• _Assignment_
Go over the data and keep only the lines that include "ScannerMode".

• _Material for this exercise_
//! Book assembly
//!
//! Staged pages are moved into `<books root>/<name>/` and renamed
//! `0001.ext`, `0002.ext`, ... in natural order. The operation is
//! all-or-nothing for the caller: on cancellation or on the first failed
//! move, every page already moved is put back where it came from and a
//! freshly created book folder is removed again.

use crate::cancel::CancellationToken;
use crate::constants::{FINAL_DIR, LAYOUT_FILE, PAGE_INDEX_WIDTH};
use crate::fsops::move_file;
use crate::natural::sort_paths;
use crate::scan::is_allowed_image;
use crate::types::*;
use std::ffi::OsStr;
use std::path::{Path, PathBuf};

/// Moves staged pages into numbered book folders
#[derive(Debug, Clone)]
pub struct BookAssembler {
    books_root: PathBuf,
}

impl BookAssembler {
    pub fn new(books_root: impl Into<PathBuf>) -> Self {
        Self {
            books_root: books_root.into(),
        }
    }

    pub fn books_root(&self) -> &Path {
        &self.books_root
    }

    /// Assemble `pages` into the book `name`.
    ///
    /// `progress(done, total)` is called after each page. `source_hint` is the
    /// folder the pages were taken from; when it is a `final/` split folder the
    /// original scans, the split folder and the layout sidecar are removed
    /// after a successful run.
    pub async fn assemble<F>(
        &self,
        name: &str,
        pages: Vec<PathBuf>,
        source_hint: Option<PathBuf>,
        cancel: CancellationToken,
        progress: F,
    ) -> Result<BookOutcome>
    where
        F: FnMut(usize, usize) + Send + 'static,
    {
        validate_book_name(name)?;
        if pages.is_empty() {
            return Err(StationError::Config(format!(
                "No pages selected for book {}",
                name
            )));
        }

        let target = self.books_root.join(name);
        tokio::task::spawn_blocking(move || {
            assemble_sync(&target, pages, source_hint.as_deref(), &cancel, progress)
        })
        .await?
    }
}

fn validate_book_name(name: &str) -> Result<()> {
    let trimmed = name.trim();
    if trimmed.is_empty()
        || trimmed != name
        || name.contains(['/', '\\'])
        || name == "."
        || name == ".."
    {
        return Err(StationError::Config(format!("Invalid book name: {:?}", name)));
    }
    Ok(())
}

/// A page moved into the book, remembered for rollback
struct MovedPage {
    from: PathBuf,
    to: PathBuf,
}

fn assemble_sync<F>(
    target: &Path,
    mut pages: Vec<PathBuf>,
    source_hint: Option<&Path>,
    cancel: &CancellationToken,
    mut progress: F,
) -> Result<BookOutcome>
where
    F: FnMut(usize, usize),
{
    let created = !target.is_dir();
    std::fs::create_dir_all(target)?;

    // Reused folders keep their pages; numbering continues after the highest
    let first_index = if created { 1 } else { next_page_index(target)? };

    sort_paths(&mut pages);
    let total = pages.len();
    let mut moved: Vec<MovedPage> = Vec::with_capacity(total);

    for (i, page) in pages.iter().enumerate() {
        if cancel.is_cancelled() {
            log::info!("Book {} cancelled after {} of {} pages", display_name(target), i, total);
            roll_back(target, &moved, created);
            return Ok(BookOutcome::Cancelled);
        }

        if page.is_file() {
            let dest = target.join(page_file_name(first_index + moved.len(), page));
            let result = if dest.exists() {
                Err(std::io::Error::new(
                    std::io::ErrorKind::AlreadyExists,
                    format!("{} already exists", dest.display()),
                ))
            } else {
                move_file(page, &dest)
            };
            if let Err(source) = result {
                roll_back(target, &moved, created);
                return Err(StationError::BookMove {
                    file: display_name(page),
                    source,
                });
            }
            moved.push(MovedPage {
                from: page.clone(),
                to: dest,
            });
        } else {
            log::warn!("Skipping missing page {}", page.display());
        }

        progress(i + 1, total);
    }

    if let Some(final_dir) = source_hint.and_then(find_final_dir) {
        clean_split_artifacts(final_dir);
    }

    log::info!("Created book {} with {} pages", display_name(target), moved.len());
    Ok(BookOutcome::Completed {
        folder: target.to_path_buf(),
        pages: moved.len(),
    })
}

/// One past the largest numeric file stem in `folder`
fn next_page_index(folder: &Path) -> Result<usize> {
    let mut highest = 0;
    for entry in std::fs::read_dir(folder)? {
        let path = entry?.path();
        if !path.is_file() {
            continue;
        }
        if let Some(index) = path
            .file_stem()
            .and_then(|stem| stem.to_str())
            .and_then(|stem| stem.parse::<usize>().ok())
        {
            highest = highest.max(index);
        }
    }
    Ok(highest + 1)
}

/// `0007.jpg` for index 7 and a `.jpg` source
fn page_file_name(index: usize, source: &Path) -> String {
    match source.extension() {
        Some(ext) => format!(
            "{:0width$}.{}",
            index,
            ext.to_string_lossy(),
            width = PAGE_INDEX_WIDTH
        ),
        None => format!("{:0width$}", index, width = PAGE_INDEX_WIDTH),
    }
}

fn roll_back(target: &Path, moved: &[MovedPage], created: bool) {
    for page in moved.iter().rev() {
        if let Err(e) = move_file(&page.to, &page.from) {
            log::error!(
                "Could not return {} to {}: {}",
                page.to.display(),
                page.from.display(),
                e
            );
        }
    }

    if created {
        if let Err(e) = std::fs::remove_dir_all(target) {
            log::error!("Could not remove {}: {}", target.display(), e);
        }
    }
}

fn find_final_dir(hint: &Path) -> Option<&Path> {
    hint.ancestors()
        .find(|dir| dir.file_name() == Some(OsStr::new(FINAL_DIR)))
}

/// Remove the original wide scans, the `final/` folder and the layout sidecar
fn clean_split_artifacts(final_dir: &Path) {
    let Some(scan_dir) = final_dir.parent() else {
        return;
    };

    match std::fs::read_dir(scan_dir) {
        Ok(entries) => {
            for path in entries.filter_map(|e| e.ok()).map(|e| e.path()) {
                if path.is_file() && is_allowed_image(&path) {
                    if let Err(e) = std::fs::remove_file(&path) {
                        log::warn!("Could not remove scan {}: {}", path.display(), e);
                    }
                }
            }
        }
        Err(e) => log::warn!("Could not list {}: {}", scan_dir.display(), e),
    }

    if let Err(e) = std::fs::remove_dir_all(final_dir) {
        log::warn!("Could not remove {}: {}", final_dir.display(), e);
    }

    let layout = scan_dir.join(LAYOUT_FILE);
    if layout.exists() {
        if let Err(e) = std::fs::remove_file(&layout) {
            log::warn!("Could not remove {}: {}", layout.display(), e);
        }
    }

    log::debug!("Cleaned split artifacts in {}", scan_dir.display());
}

---

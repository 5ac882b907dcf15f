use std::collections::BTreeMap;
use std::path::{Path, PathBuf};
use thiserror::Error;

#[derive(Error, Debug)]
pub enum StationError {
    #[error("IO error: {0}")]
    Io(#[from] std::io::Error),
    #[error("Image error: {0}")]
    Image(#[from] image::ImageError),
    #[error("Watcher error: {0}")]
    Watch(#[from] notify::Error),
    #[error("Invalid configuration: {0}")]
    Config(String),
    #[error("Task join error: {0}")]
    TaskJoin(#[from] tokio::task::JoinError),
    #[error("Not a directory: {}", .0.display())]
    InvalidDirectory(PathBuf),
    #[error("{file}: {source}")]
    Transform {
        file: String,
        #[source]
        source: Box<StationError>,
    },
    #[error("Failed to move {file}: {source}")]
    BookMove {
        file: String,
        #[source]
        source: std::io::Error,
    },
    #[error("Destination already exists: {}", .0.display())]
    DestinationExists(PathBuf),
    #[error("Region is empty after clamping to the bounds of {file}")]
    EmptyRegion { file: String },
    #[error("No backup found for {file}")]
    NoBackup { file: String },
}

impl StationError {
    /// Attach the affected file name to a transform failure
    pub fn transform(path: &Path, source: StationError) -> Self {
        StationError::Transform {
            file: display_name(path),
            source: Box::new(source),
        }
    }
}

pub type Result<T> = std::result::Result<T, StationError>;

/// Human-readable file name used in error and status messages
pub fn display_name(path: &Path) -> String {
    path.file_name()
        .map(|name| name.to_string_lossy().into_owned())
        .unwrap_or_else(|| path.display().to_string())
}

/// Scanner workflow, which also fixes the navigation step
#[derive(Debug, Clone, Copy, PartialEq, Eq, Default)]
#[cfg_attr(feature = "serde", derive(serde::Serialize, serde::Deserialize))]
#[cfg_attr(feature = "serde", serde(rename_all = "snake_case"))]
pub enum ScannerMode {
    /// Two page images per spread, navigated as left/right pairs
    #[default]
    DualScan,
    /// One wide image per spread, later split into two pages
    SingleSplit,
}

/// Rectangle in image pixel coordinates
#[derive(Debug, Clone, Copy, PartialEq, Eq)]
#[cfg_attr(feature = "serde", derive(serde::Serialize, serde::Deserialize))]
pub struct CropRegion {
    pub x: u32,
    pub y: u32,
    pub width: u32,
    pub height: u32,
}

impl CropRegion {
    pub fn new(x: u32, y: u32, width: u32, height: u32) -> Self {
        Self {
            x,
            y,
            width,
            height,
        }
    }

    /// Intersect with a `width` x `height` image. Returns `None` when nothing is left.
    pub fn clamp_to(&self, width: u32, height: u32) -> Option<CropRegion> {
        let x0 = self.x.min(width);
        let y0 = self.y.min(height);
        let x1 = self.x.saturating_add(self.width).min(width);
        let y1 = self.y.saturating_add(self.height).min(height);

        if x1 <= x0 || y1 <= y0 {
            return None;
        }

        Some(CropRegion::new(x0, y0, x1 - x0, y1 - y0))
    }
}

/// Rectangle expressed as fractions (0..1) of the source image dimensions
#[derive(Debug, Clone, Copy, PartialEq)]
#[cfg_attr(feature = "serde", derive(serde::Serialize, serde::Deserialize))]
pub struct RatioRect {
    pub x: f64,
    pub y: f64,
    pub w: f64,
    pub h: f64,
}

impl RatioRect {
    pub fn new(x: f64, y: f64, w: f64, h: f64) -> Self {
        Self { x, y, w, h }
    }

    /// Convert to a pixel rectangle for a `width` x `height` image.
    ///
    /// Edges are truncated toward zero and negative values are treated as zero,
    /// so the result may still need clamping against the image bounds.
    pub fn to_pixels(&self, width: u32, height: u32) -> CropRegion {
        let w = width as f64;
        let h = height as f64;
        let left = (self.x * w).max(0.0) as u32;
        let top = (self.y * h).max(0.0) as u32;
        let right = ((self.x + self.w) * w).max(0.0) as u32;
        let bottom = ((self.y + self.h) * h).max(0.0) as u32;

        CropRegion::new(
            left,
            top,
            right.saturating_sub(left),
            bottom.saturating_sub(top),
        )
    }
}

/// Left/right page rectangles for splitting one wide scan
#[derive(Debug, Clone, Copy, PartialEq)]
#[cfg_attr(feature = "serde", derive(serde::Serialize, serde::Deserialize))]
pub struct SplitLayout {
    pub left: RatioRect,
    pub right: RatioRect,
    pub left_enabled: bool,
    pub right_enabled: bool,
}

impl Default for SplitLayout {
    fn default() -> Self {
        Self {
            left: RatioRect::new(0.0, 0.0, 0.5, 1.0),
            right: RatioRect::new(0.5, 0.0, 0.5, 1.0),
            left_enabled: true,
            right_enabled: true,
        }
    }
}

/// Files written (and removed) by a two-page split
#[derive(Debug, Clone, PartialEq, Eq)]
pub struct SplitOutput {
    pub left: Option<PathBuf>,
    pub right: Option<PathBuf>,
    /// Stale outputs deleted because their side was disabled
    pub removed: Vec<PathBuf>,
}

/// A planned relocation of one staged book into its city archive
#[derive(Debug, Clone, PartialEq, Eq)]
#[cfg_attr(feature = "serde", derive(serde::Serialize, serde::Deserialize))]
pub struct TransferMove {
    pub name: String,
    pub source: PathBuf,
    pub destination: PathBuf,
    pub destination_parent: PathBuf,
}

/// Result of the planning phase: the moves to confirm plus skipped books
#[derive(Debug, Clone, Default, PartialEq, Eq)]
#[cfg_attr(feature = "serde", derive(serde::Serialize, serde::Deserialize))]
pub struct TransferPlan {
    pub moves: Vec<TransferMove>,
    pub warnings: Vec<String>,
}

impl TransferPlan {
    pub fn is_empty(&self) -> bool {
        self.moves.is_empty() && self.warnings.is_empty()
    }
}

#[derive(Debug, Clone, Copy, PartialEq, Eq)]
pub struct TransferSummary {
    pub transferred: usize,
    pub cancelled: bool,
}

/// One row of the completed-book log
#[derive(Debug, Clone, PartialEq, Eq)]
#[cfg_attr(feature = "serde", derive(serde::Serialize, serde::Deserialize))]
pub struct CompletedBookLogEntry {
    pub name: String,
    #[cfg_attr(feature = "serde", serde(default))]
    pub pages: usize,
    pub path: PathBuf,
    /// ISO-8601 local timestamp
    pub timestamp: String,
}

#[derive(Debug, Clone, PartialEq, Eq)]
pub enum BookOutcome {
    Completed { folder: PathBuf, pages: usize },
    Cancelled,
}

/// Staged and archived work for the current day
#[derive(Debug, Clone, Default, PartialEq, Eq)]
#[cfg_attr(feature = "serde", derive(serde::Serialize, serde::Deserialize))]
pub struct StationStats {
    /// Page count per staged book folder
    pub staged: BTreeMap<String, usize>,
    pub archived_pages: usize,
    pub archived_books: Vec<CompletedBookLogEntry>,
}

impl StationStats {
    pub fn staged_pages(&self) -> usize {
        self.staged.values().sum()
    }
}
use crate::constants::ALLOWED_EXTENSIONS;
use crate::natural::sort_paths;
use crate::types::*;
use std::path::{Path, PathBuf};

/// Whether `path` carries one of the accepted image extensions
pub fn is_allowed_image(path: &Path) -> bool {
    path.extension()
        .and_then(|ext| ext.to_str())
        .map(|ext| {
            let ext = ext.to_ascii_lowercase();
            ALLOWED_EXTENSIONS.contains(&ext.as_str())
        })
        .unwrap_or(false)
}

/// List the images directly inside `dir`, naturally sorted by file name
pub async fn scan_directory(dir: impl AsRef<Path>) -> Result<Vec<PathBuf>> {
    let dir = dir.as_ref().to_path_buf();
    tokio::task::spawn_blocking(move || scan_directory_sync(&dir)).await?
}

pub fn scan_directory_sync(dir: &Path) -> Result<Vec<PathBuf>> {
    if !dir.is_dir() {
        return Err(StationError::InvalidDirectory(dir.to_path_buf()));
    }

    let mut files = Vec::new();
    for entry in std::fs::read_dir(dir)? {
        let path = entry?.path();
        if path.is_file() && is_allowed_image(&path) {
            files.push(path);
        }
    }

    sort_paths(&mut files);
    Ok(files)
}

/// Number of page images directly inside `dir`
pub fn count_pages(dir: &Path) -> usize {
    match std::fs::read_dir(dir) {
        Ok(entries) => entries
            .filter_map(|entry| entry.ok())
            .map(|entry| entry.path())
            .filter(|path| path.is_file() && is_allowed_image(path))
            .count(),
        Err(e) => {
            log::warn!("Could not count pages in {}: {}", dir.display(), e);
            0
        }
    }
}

---

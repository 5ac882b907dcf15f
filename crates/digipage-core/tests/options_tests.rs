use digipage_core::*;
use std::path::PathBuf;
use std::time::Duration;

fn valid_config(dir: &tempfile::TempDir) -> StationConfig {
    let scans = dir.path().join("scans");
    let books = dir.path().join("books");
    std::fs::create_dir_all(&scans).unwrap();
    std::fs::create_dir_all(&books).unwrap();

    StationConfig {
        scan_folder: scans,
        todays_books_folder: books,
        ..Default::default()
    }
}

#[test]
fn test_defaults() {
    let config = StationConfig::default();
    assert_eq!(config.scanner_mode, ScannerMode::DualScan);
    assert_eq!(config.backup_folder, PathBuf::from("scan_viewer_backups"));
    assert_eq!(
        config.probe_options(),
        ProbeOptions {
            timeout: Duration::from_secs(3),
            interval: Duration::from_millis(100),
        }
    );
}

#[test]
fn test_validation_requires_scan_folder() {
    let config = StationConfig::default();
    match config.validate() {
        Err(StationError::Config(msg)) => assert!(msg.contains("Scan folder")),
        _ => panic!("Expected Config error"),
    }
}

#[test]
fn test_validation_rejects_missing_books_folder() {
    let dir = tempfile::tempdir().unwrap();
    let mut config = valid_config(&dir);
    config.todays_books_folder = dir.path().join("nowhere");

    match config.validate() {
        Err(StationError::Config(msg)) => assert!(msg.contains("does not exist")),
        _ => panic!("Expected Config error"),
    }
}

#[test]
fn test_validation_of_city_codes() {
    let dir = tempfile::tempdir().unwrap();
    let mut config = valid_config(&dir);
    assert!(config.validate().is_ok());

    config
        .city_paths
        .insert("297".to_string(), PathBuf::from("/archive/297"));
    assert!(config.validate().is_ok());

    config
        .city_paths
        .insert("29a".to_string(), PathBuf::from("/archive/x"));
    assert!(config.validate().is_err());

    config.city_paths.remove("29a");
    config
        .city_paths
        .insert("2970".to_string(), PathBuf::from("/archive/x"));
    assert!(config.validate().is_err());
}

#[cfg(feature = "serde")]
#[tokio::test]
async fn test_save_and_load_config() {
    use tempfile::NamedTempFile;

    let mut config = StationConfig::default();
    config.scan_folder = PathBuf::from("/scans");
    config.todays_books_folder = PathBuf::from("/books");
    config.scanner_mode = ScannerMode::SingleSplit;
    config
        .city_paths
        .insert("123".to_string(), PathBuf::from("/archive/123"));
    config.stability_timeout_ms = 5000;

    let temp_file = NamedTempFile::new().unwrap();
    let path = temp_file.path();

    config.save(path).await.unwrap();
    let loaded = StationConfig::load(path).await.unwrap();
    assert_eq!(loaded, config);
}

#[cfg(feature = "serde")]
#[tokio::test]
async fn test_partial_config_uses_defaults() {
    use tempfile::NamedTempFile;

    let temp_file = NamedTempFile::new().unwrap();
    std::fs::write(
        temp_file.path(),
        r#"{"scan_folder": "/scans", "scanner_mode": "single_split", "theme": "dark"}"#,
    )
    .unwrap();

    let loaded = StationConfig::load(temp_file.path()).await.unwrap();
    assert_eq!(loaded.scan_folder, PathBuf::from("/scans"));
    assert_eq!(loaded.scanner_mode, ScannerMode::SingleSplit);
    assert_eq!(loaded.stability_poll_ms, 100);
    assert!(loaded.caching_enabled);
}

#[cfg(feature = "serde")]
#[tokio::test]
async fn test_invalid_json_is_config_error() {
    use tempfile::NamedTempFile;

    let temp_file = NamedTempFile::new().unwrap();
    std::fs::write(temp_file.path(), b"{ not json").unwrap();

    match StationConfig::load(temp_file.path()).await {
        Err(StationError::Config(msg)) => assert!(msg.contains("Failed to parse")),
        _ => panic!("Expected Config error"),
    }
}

• _Exercise result_
pub enum ScannerMode {
    assert_eq!(config.scanner_mode, ScannerMode::DualScan);
    config.scanner_mode = ScannerMode::SingleSplit;
    assert_eq!(loaded.scanner_mode, ScannerMode::SingleSplit);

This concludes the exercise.